The analysis workforce, led by the UC Berkeley professor, will obtain a $ 1.7 million scholarship


The National Institutes of Health (NIH) granted researchers at UC Berkeley School of Public Health $ 1.7 million to study mosquito migration patterns using genomics.

The research team, led by campus professor John Marshall in collaboration with Gordana Rašić, a senior research fellow at the QIMR Berghofer Medical Research Institute in Australia, will use computer simulations and genetic techniques to study the migration and mating patterns of the Aedes aegypti mosquito species that the Carry Zika, Chikungunya, and Dengue viruses. This research will help scientists more effectively control mosquito-borne diseases, Marshall said.

“We’re excited about funding so that our ideas can become a reality,” said Marshall. “It took a couple of years, but we finally got money for our work. We thank the NIH for supporting this research. “

Since Marshall and Rašić met three years ago at a mosquito conference in French Polynesia, they have been working together on the project.

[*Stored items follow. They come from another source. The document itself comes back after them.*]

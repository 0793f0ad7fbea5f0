use std::fmt;

use g8_api::CreateVirtualMachineRequest;
use tracing::{info, warn};

use crate::attacher::{Attacher, Operation};
use crate::poller::PollPolicy;
use crate::resolver::{Resolved, resolve};
use crate::types::{DesiredState, ReconciliationResult, VmDesiredConfig};
use crate::{CloudApi, Error, Result, VmSnapshot};

/// Status line reported at the end of a pass.
#[derive(Debug, Clone, PartialEq, Eq)]
pub enum Status {
    Created,
    PresentAlready,
    Deleted,
    AbsentAlready,
    Changed(String),
    Unchanged(String),
}

impl fmt::Display for Status {
    fn fmt(&self, f: &mut fmt::Formatter<'_>) -> fmt::Result {
        match self {
            Self::Created => f.write_str("VM CREATED"),
            Self::PresentAlready => f.write_str("VM PRESENT ALREADY"),
            Self::Deleted => f.write_str("VM DELETED"),
            Self::AbsentAlready => f.write_str("VM ABSENT ALREADY"),
            Self::Changed(vm) => write!(f, "VM {vm} CHANGED"),
            Self::Unchanged(vm) => write!(f, "VM {vm} DID NOT CHANGE"),
        }
    }
}

/// What a pass will do, decided from (desired state × resolved VM).
#[derive(Debug, Clone, PartialEq)]
pub enum Action {
    Create(CreateVirtualMachineRequest),
    AlreadyPresent(VmSnapshot),
    Delete(VmSnapshot),
    AlreadyAbsent,
    /// Changing an existing VM is not supported; nothing is sent.
    Unsupported { target: String },
}

impl Action {
    pub fn is_mutating(&self) -> bool {
        matches!(self, Self::Create(_) | Self::Delete(_))
    }
}

#[derive(Debug, Clone, PartialEq)]
pub struct Plan {
    pub action: Action,
    /// Drift that was detected but will not be acted on.
    pub warnings: Vec<String>,
}

impl Plan {
    /// The result applying this plan would report, without applying it.
    pub fn preview(&self) -> ReconciliationResult {
        let (status, vm_id) = match &self.action {
            Action::Create(_) => (Status::Created, None),
            Action::AlreadyPresent(vm) => (Status::PresentAlready, Some(vm.vm_id)),
            Action::Delete(vm) => (Status::Deleted, Some(vm.vm_id)),
            Action::AlreadyAbsent => (Status::AbsentAlready, None),
            Action::Unsupported { target } => (Status::Unchanged(target.clone()), None),
        };
        ReconciliationResult {
            changed: self.action.is_mutating(),
            status: status.to_string(),
            vm_id,
            warnings: self.warnings.clone(),
        }
    }
}

/// Drives a VM toward its desired state in one pass.
pub struct Reconciler<'a> {
    api: &'a dyn CloudApi,
    policy: PollPolicy,
}

impl<'a> Reconciler<'a> {
    pub fn new(api: &'a dyn CloudApi) -> Self {
        Self {
            api,
            policy: PollPolicy::default(),
        }
    }

    pub fn with_poll_policy(mut self, policy: PollPolicy) -> Self {
        self.policy = policy;
        self
    }

    /// Resolve the VM once and decide what to do. Never mutates.
    ///
    /// Creation parameters are validated here, so an invalid config fails
    /// before any mutating call is made.
    pub async fn plan(&self, desired: &VmDesiredConfig) -> Result<Plan> {
        let resolved = resolve(self.api, desired).await?;
        let mut warnings = Vec::new();

        let action = match (desired.state, resolved) {
            (DesiredState::Present, Resolved::NotFound) => {
                Action::Create(desired.creation_request()?)
            }
            (DesiredState::Present, Resolved::Found(vm)) => {
                if let Some(name) = desired.name.as_deref()
                    && name != vm.name
                {
                    warn!(
                        vm_id = vm.vm_id,
                        actual = %vm.name,
                        requested = name,
                        "vm name differs, renaming is not supported"
                    );
                    warnings.push(format!(
                        "VM {} is named '{}' but '{}' was requested; renaming is not supported",
                        vm.vm_id, vm.name, name
                    ));
                }
                Action::AlreadyPresent(vm)
            }
            (DesiredState::Absent, Resolved::Found(vm)) => Action::Delete(vm),
            (DesiredState::Absent, Resolved::NotFound) => Action::AlreadyAbsent,
            (DesiredState::Change, resolved) => {
                let target = match resolved {
                    Resolved::Found(vm) => vm.vm_id.to_string(),
                    Resolved::NotFound => desired
                        .name
                        .clone()
                        .filter(|n| !n.is_empty())
                        .unwrap_or_else(|| "<unnamed>".into()),
                };
                warn!(vm = %target, "changing virtual machines is not implemented");
                Action::Unsupported { target }
            }
        };

        Ok(Plan { action, warnings })
    }

    /// Execute a plan produced by [`Reconciler::plan`] for the same config.
    pub async fn apply(&self, desired: &VmDesiredConfig, plan: Plan) -> Result<ReconciliationResult> {
        let mut result = plan.preview();

        match plan.action {
            Action::Create(req) => {
                result.vm_id = Some(self.create(desired, &req).await?);
            }
            Action::Delete(vm) => self.delete(desired, &vm).await?,
            Action::AlreadyPresent(_) | Action::AlreadyAbsent | Action::Unsupported { .. } => {}
        }

        Ok(result)
    }

    /// Plan and apply in one go.
    pub async fn reconcile(&self, desired: &VmDesiredConfig) -> Result<ReconciliationResult> {
        let plan = self.plan(desired).await?;
        self.apply(desired, plan).await
    }

    async fn create(&self, desired: &VmDesiredConfig, req: &CreateVirtualMachineRequest) -> Result<u64> {
        let scope = desired.scope();
        let vm_id = self.api.create_vm(&scope, req).await?;
        info!(vm_id, name = %req.name, cloudspace = %scope, "vm created");

        let attacher = Attacher::new(self.api, &scope, vm_id, self.policy);
        if !desired.external_networks.is_empty() {
            attacher.attach_networks(&desired.external_networks).await?;
        }
        if !desired.persistent_disks.is_empty() {
            attacher.attach_disks(&desired.persistent_disks).await?;
        }

        Ok(vm_id)
    }

    async fn delete(&self, desired: &VmDesiredConfig, vm: &VmSnapshot) -> Result<()> {
        let scope = desired.scope();

        let detached = desired.persistent_disks.len();
        if detached > 0 {
            Attacher::new(self.api, &scope, vm.vm_id, self.policy)
                .detach_disks(&desired.persistent_disks)
                .await?;
        }

        if let Err(e) = self
            .api
            .delete_vm(&scope, vm.vm_id, desired.permanently_delete)
            .await
        {
            if detached == 0 {
                return Err(e.into());
            }
            warn!(vm_id = vm.vm_id, detached, error = %e, "delete failed after detaching disks");
            return Err(Error::PartiallyApplied {
                vm_id: vm.vm_id,
                operation: Operation::DeleteVm,
                completed: detached,
                total: detached + 1,
                source: Box::new(e.into()),
            });
        }
        info!(
            vm_id = vm.vm_id,
            name = %vm.name,
            permanently = desired.permanently_delete,
            "vm deleted"
        );
        Ok(())
    }
}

Rašić said in an email that her skills in population genomics and ecology complement Marshall’s in Computational Biology.

“We immediately ‘clicked’ and shared the same interest in developing and using different tools and approaches to study mosquito populations,” Rašić said in the email. “The collaboration seemed natural and almost inevitable.”

Rašić added that NIH funding will help the team track “fine” mosquito movements and create a simulation framework that can be used to model experiments with new mosquito control methods for four years.

In the past, according to Marshall, researchers have tried to track mosquito behavior using the “mark release recapture” method. In this method, mosquitoes are tagged with fluorescent dust and, once they are detected, can be analyzed to estimate the distance traveled and population size.

“The problem with these methods is that the observation process changes what you observe,” Marshall said.

Marshall and Rašić’s research is targeting the use of landscape genomics, in which researchers analyze DNA to determine how closely related mosquitoes are, rather than the “mark release recapture” method, Marshall said. With this DNA information, researchers can track the distances mosquitoes have traveled in a given generation.

Marshall and Rašić’s original proposal to the NIH was rejected in 2018, but the team received constructive feedback, which Rašić said helped formulate their 2020 proposal.

“We believe that our proposed project has great potential to fill some of the major gaps in the ability to develop safer and more efficient mosquito control strategies,” Rašić said in the email. “We were thrilled that the NIH felt the same way.”

Contact Anishi Patel and Eric Rogers at [email protected].